University of Auckland, Faculty of Law

Constitutional Transformation to Accommodate Maori in Aotearoa/New Zealand: Lessons from Around the Globe

 

Biography

Dr Claire Charters (Ngāti Whakaue, Tūwharetoa, Ngā Puhi, Tainui) is an Associate Professor at the University of Auckland Faculty of Law, specialising in Indigenous peoples’ rights in international and constitutional law. She studied at the University of Otago and at New York University as a Fulbright Graduate Scholar, before undertaking a PhD at the University of Cambridge. Her thesis focused on the legitimacy of Indigenous peoples’ norms under international law. She has published and spoken widely on the UN Declaration on the Rights of Indigenous Peoples, comparative indigenous constitutional rights in New Zealand, Canada and the United States, and tino rangatiratanga and tikanga Māori in New Zealand.

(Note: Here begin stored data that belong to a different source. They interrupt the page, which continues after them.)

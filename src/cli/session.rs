use std::cell::RefCell;
use std::rc::Rc;

use tracing::{debug, info};

use mform_core::{EngineOptions, FieldHandle, FormEngine, FormResult};
use mform_domain::{
    format_number, FieldValue, FormData, FormDefinition, InputDefinition, MultiselectInput,
    SelectInput,
};

use crate::cli::output;
use crate::cli::prompt::{FieldPrompter, PromptContext, PromptResponse};
use crate::errors::{FormCoreError, FormCoreResult};

const TRUE_WORDS: [&str; 5] = ["y", "yes", "true", "1", "on"];
const FALSE_WORDS: [&str; 5] = ["n", "no", "false", "0", "off"];

/// Walks a form field by field until it is submitted or cancelled.
///
/// Every answer is written through the field's value cell, so visibility of
/// later fields follows what was typed. Fields hidden by their condition are
/// skipped. When a submit fails, only the fields whose rule failed are asked
/// again.
pub fn run_form<P: FieldPrompter>(
    form: &FormDefinition,
    defaults: FormData,
    prompter: &mut P,
) -> FormCoreResult<FormResult> {
    let outcome: Rc<RefCell<Option<FormResult>>> = Rc::new(RefCell::new(None));
    let submitted = Rc::clone(&outcome);
    let cancelled = Rc::clone(&outcome);
    let options = EngineOptions::new()
        .form_name(form.name.clone())
        .default_values(defaults)
        .on_submit(move |data| *submitted.borrow_mut() = Some(FormResult::ok(data)))
        .on_cancel(move || *cancelled.borrow_mut() = Some(FormResult::cancelled()));
    let (engine, fields) = FormEngine::for_form(form, options);
    info!(form = %form.name, session = %engine.session_id(), "filling form");

    let total = fields.len();
    let mut retry = false;
    loop {
        let mut asked = 0;
        for (index, handle) in fields.iter().enumerate() {
            if let InputDefinition::DocumentBlock(block) = &handle.definition.input {
                if !retry {
                    output::info(&block.body);
                }
                continue;
            }
            match handle.is_visible.get() {
                Ok(true) => {}
                Ok(false) => continue,
                Err(message) => {
                    output::warning(message);
                    continue;
                }
            }
            let errors = handle.errors.get();
            if retry && errors.is_empty() {
                continue;
            }
            asked += 1;
            if !ask_field(prompter, handle, &errors, index, total)? {
                engine.trigger_cancel();
                return Ok(take_outcome(&outcome));
            }
        }

        if retry && asked == 0 {
            return Err(FormCoreError::Message(format!(
                "Form \"{}\" cannot be submitted: a required field is hidden",
                form.name
            )));
        }

        let summary: Vec<String> = engine
            .values()
            .iter()
            .map(|(name, value)| format!("{name}: {value}"))
            .collect();
        if !prompter.confirm(&summary)? {
            engine.trigger_cancel();
            return Ok(take_outcome(&outcome));
        }
        if engine.trigger_submit() {
            return Ok(take_outcome(&outcome));
        }

        for handle in &fields {
            for error in handle.errors.get() {
                output::warning(error);
            }
        }
        debug!(form = %form.name, "submit rejected, asking failed fields again");
        retry = true;
    }
}

fn take_outcome(outcome: &Rc<RefCell<Option<FormResult>>>) -> FormResult {
    outcome
        .borrow_mut()
        .take()
        .unwrap_or_else(FormResult::cancelled)
}

/// Returns `false` when the user abandoned the form.
fn ask_field<P: FieldPrompter>(
    prompter: &mut P,
    handle: &FieldHandle,
    errors: &[String],
    index: usize,
    total: usize,
) -> FormCoreResult<bool> {
    loop {
        let current = handle.value.get();
        let context = PromptContext {
            field: &handle.definition,
            current: current.as_ref(),
            errors,
            index,
            total,
        };
        let parsed = match prompter.prompt_field(&context)? {
            PromptResponse::Cancel => return Ok(false),
            PromptResponse::Skip => return Ok(true),
            PromptResponse::Value(raw) => parse_text(&handle.definition.input, &raw),
            PromptResponse::Items(items) => parse_items(&handle.definition.input, items),
        };
        match parsed {
            Ok(value) => {
                handle.value.set(value);
                return Ok(true);
            }
            Err(reason) => prompter.reject(&context, &reason),
        }
    }
}

/// Turns a typed answer into the value stored for `input`.
pub fn parse_text(input: &InputDefinition, raw: &str) -> Result<FieldValue, String> {
    if input.kind().is_list() {
        return parse_items(input, split_items(raw));
    }
    match input {
        InputDefinition::Toggle(_) => parse_flag(raw)
            .map(FieldValue::Bool)
            .ok_or_else(|| "expected yes or no".to_string()),
        InputDefinition::Number(_) => parse_number(raw).map(FieldValue::Number),
        InputDefinition::Slider(slider) => {
            let number = parse_number(raw)?;
            let (low, high) = (slider.min.min(slider.max), slider.min.max(slider.max));
            if number < low || number > high {
                return Err(format!(
                    "expected a number between {} and {}",
                    format_number(slider.min),
                    format_number(slider.max)
                ));
            }
            Ok(FieldValue::Number(number))
        }
        InputDefinition::Select(SelectInput::Fixed { options }) if !options.is_empty() => {
            let wanted = raw.trim();
            options
                .iter()
                .find(|option| {
                    option.value == wanted || option.display().eq_ignore_ascii_case(wanted)
                })
                .map(|option| FieldValue::Text(option.value.clone()))
                .ok_or_else(|| {
                    let choices: Vec<&str> =
                        options.iter().map(|option| option.value.as_str()).collect();
                    format!("expected one of: {}", choices.join(", "))
                })
        }
        _ => Ok(FieldValue::Text(raw.to_string())),
    }
}

fn parse_items(input: &InputDefinition, items: Vec<String>) -> Result<FieldValue, String> {
    if let InputDefinition::Multiselect(MultiselectInput::Fixed {
        multi_select_options,
        allow_unknown_values: false,
    }) = input
    {
        if let Some(unknown) = items
            .iter()
            .find(|item| !multi_select_options.contains(item))
        {
            return Err(format!("unknown option \"{unknown}\""));
        }
    }
    if input.kind().is_list() {
        Ok(FieldValue::List(items))
    } else {
        Ok(FieldValue::Text(items.join(",")))
    }
}

fn split_items(raw: &str) -> Vec<String> {
    raw.split(',')
        .map(str::trim)
        .filter(|item| !item.is_empty())
        .map(str::to_string)
        .collect()
}

fn parse_flag(raw: &str) -> Option<bool> {
    let word = raw.trim().to_ascii_lowercase();
    if TRUE_WORDS.contains(&word.as_str()) {
        Some(true)
    } else if FALSE_WORDS.contains(&word.as_str()) {
        Some(false)
    } else {
        None
    }
}

fn parse_number(raw: &str) -> Result<f64, String> {
    match raw.trim().parse::<f64>() {
        Ok(number) if number.is_finite() => Ok(number),
        _ => Err(format!("\"{}\" is not a number", raw.trim())),
    }
}

#[cfg(test)]
mod tests {
    use super::*;
    use std::collections::VecDeque;
    use std::io;

    use mform_domain::{
        BasicInput, Condition, ConditionPredicate, FieldDefinition, SelectOption, SliderInput,
    };

    struct MockPrompter {
        responses: VecDeque<PromptResponse>,
        asked: Vec<String>,
        rejections: Vec<String>,
        confirm: bool,
        terminal_gone: bool,
    }

    impl MockPrompter {
        fn new(responses: Vec<PromptResponse>) -> Self {
            Self {
                responses: responses.into(),
                asked: Vec::new(),
                rejections: Vec::new(),
                confirm: true,
                terminal_gone: false,
            }
        }
    }

    impl FieldPrompter for MockPrompter {
        fn prompt_field(&mut self, context: &PromptContext<'_>) -> FormCoreResult<PromptResponse> {
            self.asked.push(context.field.name.clone());
            if self.terminal_gone {
                return Err(io::Error::new(io::ErrorKind::NotConnected, "not a terminal").into());
            }
            Ok(self.responses.pop_front().unwrap_or(PromptResponse::Cancel))
        }

        fn reject(&mut self, _context: &PromptContext<'_>, reason: &str) {
            self.rejections.push(reason.to_string());
        }

        fn confirm(&mut self, _summary: &[String]) -> FormCoreResult<bool> {
            Ok(self.confirm)
        }
    }

    fn value(raw: &str) -> PromptResponse {
        PromptResponse::Value(raw.to_string())
    }

    fn book_form() -> FormDefinition {
        FormDefinition::new(
            "book",
            "Book",
            vec![
                FieldDefinition::new("title", InputDefinition::Text(BasicInput::default()))
                    .with_label("Title")
                    .required(),
                FieldDefinition::new("finished", InputDefinition::Toggle(BasicInput::default())),
                FieldDefinition::new("review", InputDefinition::Textarea(BasicInput::default()))
                    .with_condition(Condition::new(
                        "finished",
                        ConditionPredicate::Boolean { value: true },
                    )),
            ],
        )
    }

    #[test]
    fn answers_flow_through_conditions() {
        let mut prompter = MockPrompter::new(vec![value("Dune"), value("yes"), value("Great")]);
        let result = run_form(&book_form(), FormData::new(), &mut prompter).unwrap();
        assert!(result.is_ok());
        assert_eq!(result.get("finished"), Some(&FieldValue::Bool(true)));
        assert_eq!(result.get("review"), Some(&FieldValue::from("Great")));
        assert_eq!(prompter.asked, vec!["title", "finished", "review"]);
    }

    #[test]
    fn hidden_fields_are_not_asked() {
        let mut prompter = MockPrompter::new(vec![value("Dune"), value("no")]);
        let result = run_form(&book_form(), FormData::new(), &mut prompter).unwrap();
        assert!(result.is_ok());
        assert_eq!(prompter.asked, vec!["title", "finished"]);
        assert_eq!(result.get("review"), None);
    }

    #[test]
    fn failed_required_field_is_asked_again() {
        let mut prompter = MockPrompter::new(vec![
            PromptResponse::Skip,
            value("no"),
            value("Dune"),
        ]);
        let result = run_form(&book_form(), FormData::new(), &mut prompter).unwrap();
        assert!(result.is_ok());
        assert_eq!(prompter.asked, vec!["title", "finished", "title"]);
        assert_eq!(result.get("title"), Some(&FieldValue::from("Dune")));
    }

    #[test]
    fn bad_answers_are_rejected_in_place() {
        let form = FormDefinition::new(
            "rating",
            "Rating",
            vec![FieldDefinition::new(
                "score",
                InputDefinition::Slider(SliderInput { min: 1.0, max: 5.0 }),
            )],
        );
        let mut prompter = MockPrompter::new(vec![value("lots"), value("9"), value("4")]);
        let result = run_form(&form, FormData::new(), &mut prompter).unwrap();
        assert_eq!(result.get("score"), Some(&FieldValue::Number(4.0)));
        assert_eq!(
            prompter.rejections,
            vec![
                "\"lots\" is not a number".to_string(),
                "expected a number between 1 and 5".to_string()
            ]
        );
    }

    #[test]
    fn cancel_and_declined_review_both_cancel() {
        let mut prompter = MockPrompter::new(vec![PromptResponse::Cancel]);
        let result = run_form(&book_form(), FormData::new(), &mut prompter).unwrap();
        assert_eq!(result, FormResult::cancelled());

        let mut prompter = MockPrompter::new(vec![value("Dune"), value("no")]);
        prompter.confirm = false;
        let result = run_form(&book_form(), FormData::new(), &mut prompter).unwrap();
        assert_eq!(result, FormResult::cancelled());
    }

    #[test]
    fn prompt_failures_are_errors_not_cancellations() {
        let mut prompter = MockPrompter::new(Vec::new());
        prompter.terminal_gone = true;
        let err = run_form(&book_form(), FormData::new(), &mut prompter).unwrap_err();
        assert!(matches!(err, FormCoreError::Io(_)), "{err:?}");
        assert_eq!(prompter.asked, vec!["title"]);
    }

    #[test]
    fn defaults_prefill_the_session() {
        let defaults: FormData = [("title".to_string(), FieldValue::from("Dune"))].into();
        let mut prompter = MockPrompter::new(vec![PromptResponse::Skip, value("no")]);
        let result = run_form(&book_form(), defaults, &mut prompter).unwrap();
        assert_eq!(result.get("title"), Some(&FieldValue::from("Dune")));
    }

    #[test]
    fn select_and_list_answers_are_typed() {
        let select = InputDefinition::Select(SelectInput::Fixed {
            options: vec![SelectOption::new("tea", "Green tea"), SelectOption::new("coffee", "")],
        });
        assert_eq!(parse_text(&select, "green TEA"), Ok(FieldValue::from("tea")));
        assert_eq!(parse_text(&select, "coffee"), Ok(FieldValue::from("coffee")));
        assert_eq!(
            parse_text(&select, "milk"),
            Err("expected one of: tea, coffee".to_string())
        );

        let multi = InputDefinition::Multiselect(MultiselectInput::Fixed {
            multi_select_options: vec!["a".into(), "b".into()],
            allow_unknown_values: false,
        });
        assert_eq!(
            parse_text(&multi, " a, b ,"),
            Ok(FieldValue::List(vec!["a".into(), "b".into()]))
        );
        assert_eq!(parse_text(&multi, "c"), Err("unknown option \"c\"".to_string()));

        let tags = InputDefinition::Tag(Default::default());
        assert_eq!(
            parse_text(&tags, "x,y"),
            Ok(FieldValue::List(vec!["x".into(), "y".into()]))
        );
        assert_eq!(
            parse_text(&InputDefinition::Toggle(BasicInput::default()), "maybe"),
            Err("expected yes or no".to_string())
        );
    }
}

She combines her research with advocacy for Indigenous rights nationally and internationally. She has represented her iwi in treaty negotiations and worked in the UN Office of the High Commissioner for Human Rights. In addition, she was recently an advisor to the President of the UN General Assembly on enhancing indigenous people’s participation at the United Nations.

 

Research summary

In Aotearoa/New Zealand, calls for greater constitutional accommodation of Māori have been persistent since 1840. Justifications include concerns about the legitimacy of the New Zealand state, the puzzle of reconciling state jurisdiction with recognition of Māori authority, the need to ensure equality between Māori and non-Māori, and addressing the ongoing impacts of economic, social and cultural marginalization of Māori. The political and legal appetite for constitutional transformation appears to be growing, supported by the government-initiated Constitutional Advisory Panel’s 2013 Report on New Zealand’s Constitution as well as years of flax-roots research on Māori visions for a New Zealand Constitution by Matike Mai Aotearoa. Around the globe, there have also been recent and ongoing attempts to provide greater recognition and accommodation of Indigenous peoples under domestic, and often constitutional, law. Such developments have been inspired and supported by the UN Declaration on the Rights of Indigenous Peoples adopted in 2007, reflecting an appreciation that Indigenous peoples should be accommodated in the constituting laws of the nation state.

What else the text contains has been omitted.